In the management of overdose with any medicinal product, it should be borne in mind that multiple agents may have been taken.
Overdosage of benzodiazepines is usually manifested by degrees of central nervous system depression ranging from drowsiness to coma. In mild cases, symptoms include drowsiness, mental confusion, dysarthria and lethargy; in more serious cases, the symptoms include ataxia, hypotonia, hypotension, respiratory depression, rarely coma and very rarely death.
Following overdose with oral benzodiazepines, vomiting should be induced (within one hour) if the patient is conscious, or gastric lavage undertaken with the airway protected if the patient is unconscious. If there is no advantage in emptying the stomach, activated charcoal should be given to reduce absorption.

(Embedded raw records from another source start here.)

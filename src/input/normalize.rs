use crate::geometry::Point;
use crate::input::types::InputEvent;

/// Reduce an event to one viewport coordinate
///
/// The primary touch contact wins over the event's own pointer coordinates.
/// Returns `None` when no usable, finite coordinate exists.
pub fn normalize(event: &InputEvent) -> Option<Point> {
    let point = match event.touches.first() {
        Some(touch) => Point::new(touch.client_x, touch.client_y),
        None => Point::new(event.client_x?, event.client_y?),
    };

    point.is_finite().then_some(point)
}
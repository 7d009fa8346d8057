mod kd_tree;

pub use kd_tree::{KdTree, Nearest, NodeId};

Special attention should be paid to respiratory and cardiovascular functions in intensive care. The value of dialysis has not been determined. Flumazenil is a specific IV antidote for use in emergency situations. Patients requiring such intervention should be monitored closely in hospital (see separate prescribing information).
The benzodiazepine antagonist flumazenil is not indicated in patients with epilepsy who have been treated with benzodiazepines. Antagonism of the benzodiazepine effect in such patients may trigger seizures.
If excitation occurs, barbiturates should not be used.
Pharmacotherapeutic group: Hypnotics and Sedatives, Benzodiazepine derivatives,
ATC code: N05CD02
Nitrazepam is a benzodiazepine compound with sedative properties. It acts in 30 to 60 minutes to produce sleep lasting 6 to 8 hours.
The drug is well absorbed form the GI tract with peak blood levels being achieved within 2 hours of administration. Two hours after administration, the concentration of nitrazepam in the cerebrospinal fluid is about 8% and after 36 hours approximately 16% of the concentration in the plasma. The cerebrospinal fluid concentration thus corresponds to the non-protein-bound fraction of active ingredient in the plasma. Steady-state levels are achieved within 5 days.
In younger persons the volume of distribution is 2L/kg, in elderly patients the volume of distribution is greater and the mean elimination half-life rises to 40 hours.
Nitrazepam undergoes biotransformation to a number of metabolites, none of which possess significant clinical activity.
About 5% of the metabolites are excreted unchanged in the urine together with less than 10% each of the 7-amino- and 7-acetylamino- metabolites in the first 48 hours. In younger persons the volume of distribution is 2L/kg, in elderly patients the volume of distribution is greater and the mean elimination half-life rises to 40 hours.
The half-life is on average 24 hours.
Pharmacokinetic/ Pharmacodynamic relationship:
No clear correlation has been demonstrated between the blood levels of nitrazepam and its clinical effects.
Do not store above 25°C. Store in the original package in order to protect from light and moisture.
The product containers are rigid injection moulded polypropylene or injection blow-moulded polyethylene tablet containers with polyfoam wad and snap-on polyethylene lids; in case any supply difficulties should arise the alternative is amber glass bottles with screw caps and polyfoam wad or cotton wool.
The product may also be supplied in blister packs in cartons:
a) Carton: Printed carton manufactured from white folding box board.
b) Blister pack: (i) 250µm white rigid PVC. (ii) Surface printed 20µm hard temper aluminium foil with 5-7g/M2 PVC and PVdC compatible heat seal lacquer on the reverse side.
Pack sizes: 28's, 30's, 56's, 60's, 84's, 90's, 100's, 112's, 168's, 180's, 250's, 500's, 1000's.
Product may also be supplied in bulk packs, for reassembly purposes only, in polybags contained in tins, skillets or polybuckets filled with suitable cushioning material. Bulk packs are included for temporary storage of the finished product before final packaging into the proposed marketing containers.
Maximum size of bulk packs: 25,000.
Not all pack sizes may be marketed.
Any unused medicinal product or waste material should be disposed of in accordance with local requirements.